Under G. L. c. 123A, § 9, a copy of the petition for discharge must be sent “to the district attorney for the district where the original proceedings were commenced and to the parole board within fourteen days after the filing” of the petition. Apparently the petition for discharge never came to the attention of the district attorney. Since notice to the district attorney is mandated by the statute, the failure of the petitioner to file a copy of the petition with the district attorney precludes charging the Commonwealth with failing to meet its obligation under the statute.
*592Moreover, although the petitioner does not state specific reasons for the delay, he does not claim that the delay was intentional.
Where, as here, the mental reports before the judge indicated that the petitioner continued to be an SDP, no notice was sent to the district attorney by the petitioner, as required by statute, and the delay was not intentional, we cannot conclude that the petitioner was denied his right to a speedy hearing in violation of G. L. c. 123A, § 9.1
The petitioner also argues that under the balancing test of Barker v.
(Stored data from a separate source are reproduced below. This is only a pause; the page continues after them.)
#[test]
fn test_same_noise_is_acted_on_once() {
    let mut rig = Rig::new(AgentProfile::listener(), vec![A, B]);
    rig.noise_at(1.0, Vec3::new(5.0, 0.0, 3.0), 1.0);
    rig.tick(1.0, None);
    let requests = rig.loco.destinations.len();

    let report = rig.tick(1.1, None);
    assert_eq!(report.heard, None);
    assert_eq!(rig.loco.destinations.len(), requests);
}

#[test]
fn test_investigation_times_out_without_arrival() {
    let mut rig = Rig::new(AgentProfile::listener(), vec![A, B]);
    rig.noise_at(0.1, Vec3::new(15.0, 0.0, 0.0), 1.0);
    rig.tick(0.1, None);
    assert_eq!(rig.agent.behavior(), Behavior::Investigating);

    let investigate_time = rig.agent.profile().investigate_time;
    let step = 0.1;
    let mut ended_at = None;
    for i in 2..100 {
        let now = i as f64 * step;
        if rig.tick(now, None).after == Behavior::Patrolling {
            ended_at = Some(now);
            break;
        }
    }

    let ended_at = ended_at.unwrap();
    assert!(ended_at <= 0.1 + investigate_time + step + 1e-9);
    assert!(ended_at >= 0.1 + investigate_time - 1e-9);
    // Resumes the waypoint it was heading to
    assert_eq!(rig.loco.last_destination(), Some(A));
    assert_eq!(rig.loco.speed, rig.agent.profile().patrol_speed);
}

#[test]
fn test_redirect_keeps_original_deadline() {
    let mut rig = Rig::new(AgentProfile::listener(), vec![A, B]);
    rig.noise_at(0.0, Vec3::new(15.0, 0.0, 0.0), 1.0);
    rig.tick(0.0, None);

    let second = Vec3::new(-15.0, 0.0, 0.0);
    rig.noise_at(2.0, second, 1.0);
    let report = rig.tick(2.0, None);
    assert_eq!(report.after, Behavior::Investigating);
    assert_eq!(rig.agent.state().investigate_target, Some(second));
    assert_eq!(rig.loco.last_destination(), Some(second));

    assert_eq!(rig.tick(3.9, None).after, Behavior::Investigating);
    assert_eq!(rig.tick(4.0, None).after, Behavior::Patrolling);
}

#[test]
fn test_arrival_at_superseded_target_does_not_end_investigation() {
    let mut rig = Rig::new(AgentProfile::listener(), vec![A, B]);
    rig.noise_at(0.0, Vec3::new(3.0, 0.0, 0.0), 1.0);
    rig.tick(0.0, None);

    // Reaches the first noise just as a second one is heard
    rig.loco.remaining = 0.0;
    let second = Vec3::new(-10.0, 0.0, 0.0);
    rig.noise_at(1.0, second, 1.0);
    assert_eq!(rig.tick(1.0, None).after, Behavior::Investigating);

    rig.loco.remaining = 10.0;
    assert_eq!(rig.tick(1.1, None).after, Behavior::Investigating);

    rig.loco.remaining = 0.3;
    assert_eq!(rig.tick(2.0, None).after, Behavior::Patrolling);
}

#[test]
fn test_pending_path_is_not_arrival() {
    let mut rig = Rig::new(AgentProfile::listener(), vec![A, B]);
    rig.noise_at(0.0, Vec3::new(3.0, 0.0, 0.0), 1.0);
    rig.tick(0.0, None);

    rig.loco.remaining = 0.0;
    rig.loco.pending = true;
    assert_eq!(rig.tick(0.5, None).after, Behavior::Investigating);
    rig.loco.pending = false;
    assert_eq!(rig.tick(0.6, None).after, Behavior::Patrolling);
}

#[test]
fn test_best_scored_listener_prefers_effective_loudness() {
    let mut rig = Rig::new(AgentProfile::scored_listener(), vec![A]);
    let near = Vec3::new(1.0, 0.0, 0.0);
    let loud_far = Vec3::new(15.0, 0.0, 0.0);
    rig.noise_at(0.0, near, 1.0);
    rig.noise_at(0.0, loud_far, 3.0);

    rig.tick(0.0, None);
    assert_eq!(rig.agent.state().investigate_target, Some(near));
}

#[test]
fn test_hearing_works_without_target() {
    let mut rig = Rig::new(AgentProfile::stalker(), vec![]);
    rig.noise_at(0.0, Vec3::new(4.0, 0.0, 0.0), 1.0);
    assert_eq!(rig.tick(0.0, None).after, Behavior::Investigating);
}

// ---------------------------------------------------------------------------
// Patrol
// ---------------------------------------------------------------------------

#[test]
fn test_patrol_dwells_then_cycles() {
    let mut rig = Rig::new(AgentProfile::listener(), vec![A, B]);
    rig.loco.remaining = 0.0;

    rig.tick(0.0, None);
    assert!(rig.agent.state().patrol_dwell.is_pending());
    rig.tick(1.0, None);
    assert_eq!(rig.loco.last_destination(), Some(A));

    let report = rig.tick(1.5, None);
    assert_eq!(report.destination, Some(B));
    assert_eq!(rig.agent.state().patrol_index, 1);

    rig.tick(1.6, None);
    rig.tick(3.2, None);
    assert_eq!(rig.agent.state().patrol_index, 0);
    assert_eq!(rig.loco.last_destination(), Some(A));
}

#[test]
fn test_patrol_waits_for_arrival() {
    let mut rig = Rig::new(AgentProfile::listener(), vec![A, B]);
    rig.loco.remaining = 0.2;
    for i in 0..50 {
        rig.tick(i as f64 * 0.1, None);
    }
    assert_eq!(rig.agent.state().patrol_index, 0);
    assert_eq!(rig.loco.destinations, vec![A]);
}

#[test]
fn test_zero_dwell_advances_on_arrival_tick() {
    let profile = AgentProfile {
        patrol_dwell: 0.0,
        ..AgentProfile::listener()
    };
    let mut rig = Rig::new(profile, vec![A, B]);
    rig.loco.remaining = 0.0;

    assert_eq!(rig.tick(0.0, None).destination, Some(B));
}
//! Noise producers

use crate::noise::{NoiseId, NoiseLog};
use serde::{Deserialize, Serialize};
use umbra_math::Vec3;

/// How a character is moving when it makes a step
#[derive(Debug, Clone, Copy, PartialEq, Eq, Serialize, Deserialize)]
#[serde(rename_all = "snake_case")]
pub enum Gait {
    Crouch,
    Walk,
    Run,
}

/// Per-gait loudness of a noisy character or object
#[derive(Debug, Clone, Serialize, Deserialize)]
#[serde(default)]
pub struct NoiseEmitter {
    pub crouch: f32,
    pub walk: f32,
    pub run: f32,
    /// Impact of a thrown object
    pub throw_impact: f32,
    /// Silences footsteps (e.g. while hidden). Throws and explicit
    /// noises still report.
    pub muted: bool,
}

impl Default for NoiseEmitter {
    fn default() -> Self {
        Self {
            crouch: 0.3,
            walk: 1.0,
            run: 3.0,
            throw_impact: 5.0,
            muted: false,
        }
    }
}

impl NoiseEmitter {
    /// Loudness of a single step
    pub fn step_intensity(&self, gait: Gait) -> f32 {
        match gait {
            Gait::Crouch => self.crouch,
            Gait::Walk => self.walk,
            Gait::Run => self.run,
        }
    }

    /// Report a footstep
    pub fn emit_step(&self, log: &mut NoiseLog, position: Vec3, gait: Gait) -> Option<NoiseId> {
        if self.muted {
            return None;
        }
        Some(self.emit_at(log, position, self.step_intensity(gait)))
    }

    /// Report a thrown object landing at `position`
    pub fn emit_throw(&self, log: &mut NoiseLog, position: Vec3) -> NoiseId {
        self.emit_at(log, position, self.throw_impact)
    }

    /// Report an arbitrary noise
    pub fn emit_at(&self, log: &mut NoiseLog, position: Vec3, intensity: f32) -> NoiseId {
        log.report(position, intensity)
    }
}
//! Contracts with the actors around the core
//!
//! The core never moves bodies, reloads levels or reads input itself.
//! It talks to the game through these traits.

use serde::{Deserialize, Serialize};
use std::fmt;

/// Identifier of an agent, target or collider owner
#[derive(Debug, Clone, Copy, PartialEq, Eq, PartialOrd, Ord, Hash, Serialize, Deserialize)]
pub struct EntityId(pub u64);

impl fmt::Display for EntityId {
    fn fmt(&self, f: &mut fmt::Formatter<'_>) -> fmt::Result {
        write!(f, "#{}", self.0)
    }
}

/// Stance queries about a target
pub trait Posture {
    /// Whether the target is in a stealth-reducing crouch
    fn is_crouching(&self, target: EntityId) -> bool;
}

impl<F> Posture for F
where
    F: Fn(EntityId) -> bool,
{
    fn is_crouching(&self, target: EntityId) -> bool {
        self(target)
    }
}

/// Posture source for games without a crouch mechanic
#[derive(Debug, Clone, Copy, Default)]
pub struct AlwaysStanding;

impl Posture for AlwaysStanding {
    fn is_crouching(&self, _target: EntityId) -> bool {
        false
    }
}

/// The fire-once "eliminate target" action.
///
/// Disables the target's movement and resets the level.
pub trait Eliminator {
    fn eliminate(&mut self, target: EntityId);
}

impl<F> Eliminator for F
where
    F: FnMut(EntityId),
{
    fn eliminate(&mut self, target: EntityId) {
        self(target)
    }
}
Wingo, 407 U.S. 514 (1972), and Commonwealth v. Horne, 362 Mass. 738 (1973), the delay before his hearing violated his constitutional right to a speedy trial and that therefore he is entitled to release. This claim was not set forth in the petitioner’s motion for discharge. Further, the record does not contain a sufficient statement of the evidence relevant to the balancing test. We decline to consider additional grounds not urged below and unsupported by the record. Commonwealth v. Lewis, 346 Mass. 373, 383 (1963), cert. denied, 376 U.S. 933 (1964).
The order denying the petitioner’s motion for discharge was correct, and the denial of Trimmer’s petition is affirmed.

So ordered.

 The petitioner has not argued that cases dealing with the constitutional right to a speedy trial are applicable in determining whether a speedy hearing under G. L. c. 123A, § 9, has been denied; nor are there sufficient facts presented to enable us to apply the balancing test announced in those cases. See Barker v. Wingo, 407 U.S. 514 (1972); Commonwealth v. Horne, 362 Mass. 738 (1973). However, we have noted that speedy trial cases are not inapposite when proceedings under G. L. c. 123A are considered. Lamb, petitioner, 368 Mass. 491, 499-500 (1975). If the relevance of such cases were properly argued and presented, we would consider the applicability of the more explicit balancing approach advanced in them to die determination whether an SDP has been denied a speedy hearing. Any specific application of these cases themselves would, of course, involve consideration of the differences between reexamination hearings and criminal trials.